Du nouveau sur l’origine de la tête des vertébrés

Résultats scientifiques Développement, évolution

Les vertébrés se distinguent par des structures complexes, notamment leur tête, qui a évolué pour une nutrition active. Dans un article publié dans Nature Communications, des scientifiques ont utilisé l’amphioxus, proche parent des vertébrés, pour comprendre les mécanismes qui ont permis cette complexification.

La tête des vertébrés : une structure complexe spécifique des vertébrés.

Les vertébrés se caractérisent par la présence de structures morphologiques extrêmement complexes par rapport aux autres chordés invertébrés. L'une de ces structures, peut-être la plus fascinante, est leur tête. Cette tête est constituée d'une série d'organes et de tissus qui se sont développés au cours de l'évolution en réponse à l'adaptation d'une forme passive à une forme active de nutrition. Parmi les tissus formant la tête, la musculature est sujette à de nombreuses interrogations. Cette musculature est issue du mésoderme, qui est, avec l’ectoderme et l’endoderme un des trois feuillets embryonnaires qui se forment au début du développement et génèrent l’ensemble des tissus du corps adultes.

Contrairement aux muscles du corps, qui se forment à partir de segments de mésoderme paraxial appelés somites, les muscles de la tête se développent à partir du mésoderme pharyngien non segmenté et de la plaque préchordale. 


Etudier l’amphioxus pour comprendre comment s’est formée la tête des vertébrés.

Ce développement des muscles à partir d'un territoire non segmenté est une caractéristique spécifique des vertébrés, et chez les céphalochordés (i.e. amphioxus), des invertébrés très proches des vertébrés, le mésoderme paraxial est segmenté tout le long du corps, caractéristique proposée comme ancestrale.

L'apparition de nouvelles structures morphologiques ou de nouveaux tissus peut être liée à l'évolution de nouveaux types cellulaires résultant du remaniement des réseaux de régulation génétique pendant le développement embryonnaire.
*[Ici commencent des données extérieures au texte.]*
#[cfg(test)]
mod tests {
    use super::*;
    use tempfile::TempDir;

    fn manager_in_temp_dir() -> (ConfigManager, TempDir) {
        let temp_dir = tempfile::Builder::new()
            .prefix("taskflow_config")
            .tempdir()
            .expect("Failed to create temporary directory");
        let manager = ConfigManager::new(Some(&temp_dir.path().join("config.json")))
            .expect("Failed to create config manager");
        (manager, temp_dir)
    }

    #[test]
    fn test_set_then_unset_each_key() {
        let (mut manager, temp_dir) = manager_in_temp_dir();

        assert!(manager.set("storage.type", "sqlite").is_ok());
        assert_eq!(manager.get("storage.type").unwrap(), Some("sqlite".to_string()));

        let storage_path = temp_dir.path().join("tasks.json");
        assert!(manager.set("storage.path", storage_path.to_str().unwrap()).is_ok());
        assert_eq!(manager.storage_path(), storage_path);

        assert!(manager.set("default-category", "Work").is_ok());
        assert_eq!(manager.default_category(), "Work");

        assert!(manager.set("default-priority", "HIGH").is_ok());
        assert_eq!(manager.get("default-priority").unwrap(), Some("high".to_string()));
        assert_eq!(manager.default_priority(), Priority::High);

        assert!(manager.set("reminders.missed", "fire").is_ok());
        assert_eq!(manager.missed_reminder_policy(), MissedReminderPolicy::Fire);

        assert!(manager.set("reminders.poll-seconds", "5").is_ok());
        assert_eq!(manager.poll_interval(), Duration::from_secs(5));

        assert!(manager.unset("default-category").is_ok());
        assert_eq!(manager.get("default-category").unwrap(), None);
        assert_eq!(manager.default_category(), DEFAULT_CATEGORY_NAME);
    }

    #[test]
    fn test_unset_keys_use_defaults() {
        let (manager, temp_dir) = manager_in_temp_dir();

        assert_eq!(manager.storage_type(), StorageType::Json);
        assert_eq!(manager.storage_path(), temp_dir.path().join("data.json"));
        assert_eq!(manager.default_priority(), Priority::Medium);
        assert_eq!(manager.missed_reminder_policy(), MissedReminderPolicy::Drop);
        assert_eq!(manager.poll_interval(), Duration::from_secs(30));
        assert_eq!(manager.get("storage.type").unwrap(), None);
        assert_eq!(manager.effective("storage.type").unwrap(), "json");
    }

    #[test]
    fn test_invalid_values_are_rejected() {
        let (mut manager, temp_dir) = manager_in_temp_dir();

        assert!(matches!(
            manager.set("storage.type", "csv"),
            Err(ConfigError::InvalidConfig(_))
        ));
        assert!(matches!(
            manager.set("default-priority", "urgent"),
            Err(ConfigError::InvalidConfig(_))
        ));
        assert!(matches!(
            manager.set("reminders.poll-seconds", "0"),
            Err(ConfigError::InvalidConfig(_))
        ));
        assert!(matches!(
            manager.set("reminders.missed", "later"),
            Err(ConfigError::InvalidConfig(_))
        ));
        let missing = temp_dir.path().join("missing").join("data.json");
        assert!(matches!(
            manager.set("storage.path", missing.to_str().unwrap()),
            Err(ConfigError::InvalidConfig(_))
        ));
        assert!(matches!(
            manager.set("colour", "blue"),
            Err(ConfigError::InvalidKey(_))
        ));
        assert!(matches!(manager.get("colour"), Err(ConfigError::InvalidKey(_))));
        assert!(matches!(manager.unset("colour"), Err(ConfigError::InvalidKey(_))));

        assert_eq!(manager.config(), &Config::default());
    }

    #[test]
    fn test_list_marks_defaults() {
        let (mut manager, _temp_dir) = manager_in_temp_dir();
        manager.set("default-priority", "low").unwrap();

        let list = manager.list().unwrap();
        assert_eq!(list.len(), KEYS.len());

        let entry = |key: &str| list.iter().find(|(k, _, _)| k == key).cloned().unwrap();
        assert_eq!(entry("default-priority"), ("default-priority".to_string(), "low".to_string(), false));
        assert_eq!(entry("storage.type"), ("storage.type".to_string(), "json".to_string(), true));
        assert!(entry("storage.path").1.ends_with("data.json"));
        assert_eq!(entry("reminders.missed").1, "drop");
    }

    #[test]
    fn test_settings_persist_across_instances() {
        let (mut manager, temp_dir) = manager_in_temp_dir();
        manager.set("storage.type", "sqlite").unwrap();
        drop(manager);

        let reopened = ConfigManager::new(Some(&temp_dir.path().join("config.json"))).unwrap();
        assert_eq!(reopened.storage_type(), StorageType::Sqlite);
        assert_eq!(reopened.storage_path(), temp_dir.path().join("data.db"));
    }

    #[test]
    fn test_invalid_entry_in_file_keeps_other_settings() {
        let temp_dir = tempfile::tempdir().unwrap();
        let config_file = temp_dir.path().join("config.json");
        let data_file = temp_dir.path().join("elsewhere.json");
        std::fs::write(
            &config_file,
            serde_json::json!({
                "storage_path": data_file.to_str().unwrap(),
                "default_priority": "urgent",
                "default_category": "Work",
            })
            .to_string(),
        )
        .unwrap();

        let manager = ConfigManager::new(Some(&config_file)).unwrap();
        assert_eq!(manager.storage_path(), data_file);
        assert_eq!(manager.default_category(), "Work");
        assert_eq!(manager.get("default-priority").unwrap(), None);
        assert_eq!(manager.default_priority(), Priority::Medium);
    }

    #[test]
    fn test_create_storage_uses_configured_backend() {
        let (mut manager, temp_dir) = manager_in_temp_dir();
        manager.set("storage.type", "sqlite").unwrap();

        let storage = manager.create_storage().unwrap();
        storage.save(&crate::models::StorageData::new()).unwrap();
        assert!(temp_dir.path().join("data.db").exists());
    }
}
//! Model Showcase web application.
//!
//! Visitors pick a role, upload `.glb` models with a name and description,
//! browse the uploaded catalog, and open models in a 3D viewer. Products are
//! kept in a single JSON file; model files are served from the static
//! directory.
//!
//! The crate is a library so the router can be driven by integration tests;
//! the `model-showcase` binary wires it to a TCP listener.

#![cfg_attr(not(test), forbid(unsafe_code))]

pub mod config;
pub mod error;
pub mod filters;
pub mod middleware;
pub mod routes;
pub mod services;
pub mod state;
pub mod store;

use axum::{Router, routing::get};
use tower_http::services::ServeDir;
use tower_http::trace::{DefaultOnResponse, OnResponse, TraceLayer};
use tracing::Span;

use state::AppState;

/// Build the full application router with its middleware.
///
/// Sentry layers are not included; the binary adds them outermost.
pub fn build_router(state: AppState) -> Router {
    let config = state.config();
    let static_files = ServeDir::new(&config.static_dir);

    Router::new()
        .route("/health", get(health))
        .merge(routes::routes(config.max_upload_bytes))
        .nest_service("/static", static_files)
        .layer(
            TraceLayer::new_for_http()
                .make_span_with(|request: &axum::http::Request<_>| {
                    tracing::info_span!(
                        "http_request",
                        method = %request.method(),
                        uri = %request.uri(),
                        status = tracing::field::Empty,
                        latency_ms = tracing::field::Empty,
                    )
                })
                .on_response(
                    |response: &axum::http::Response<_>,
                     latency: std::time::Duration,
                     span: &Span| {
                        span.record("status", response.status().as_u16());
                        span.record(
                            "latency_ms",
                            u64::try_from(latency.as_millis()).unwrap_or(u64::MAX),
                        );
                        DefaultOnResponse::default().on_response(response, latency, span);
                    },
                ),
        )
        .with_state(state)
}

/// Liveness health check endpoint.
async fn health() -> &'static str {
    "ok"
}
Ainsi, pour tenter de formuler des hypothèses sur l'apparition de ces muscles spécifiques des vertébrés, ceux de la tête, les scientifiques ont utilisé la technologie scRNA-seq (séquençage du transcriptome à l'échelle de la cellule unique) pour construire un atlas cellulaire de la neurula de l'amphioxus, un stade de développement au cours duquel se spécifient les principaux compartiments mésodermiques. Les données obtenues ont permis de proposer une hypothèse concernant l'histoire évolutive des muscles de la tête des vertébrés. Ainsi, il a été mis en évidence la présence, chez l'amphioxus, d'un territoire similaire à la plaque préchordale des vertébrés, et il a été démontré l'homologie entre des territoires spécifiques des somites d'amphioxus et le mésoderme pharyngien et latéral des vertébrés. Dans ce scénario évolutif, publié récemment dans Nature Communications, l'apparition des structures mésodermiques spécifiques de la tête des vertébrés aurait été associée à la fois à la ségrégation de populations cellulaires préexistantes chez leur ancêtre et à la cooptation de nouveaux gènes pour le contrôle de la formation de « nouveaux » muscles.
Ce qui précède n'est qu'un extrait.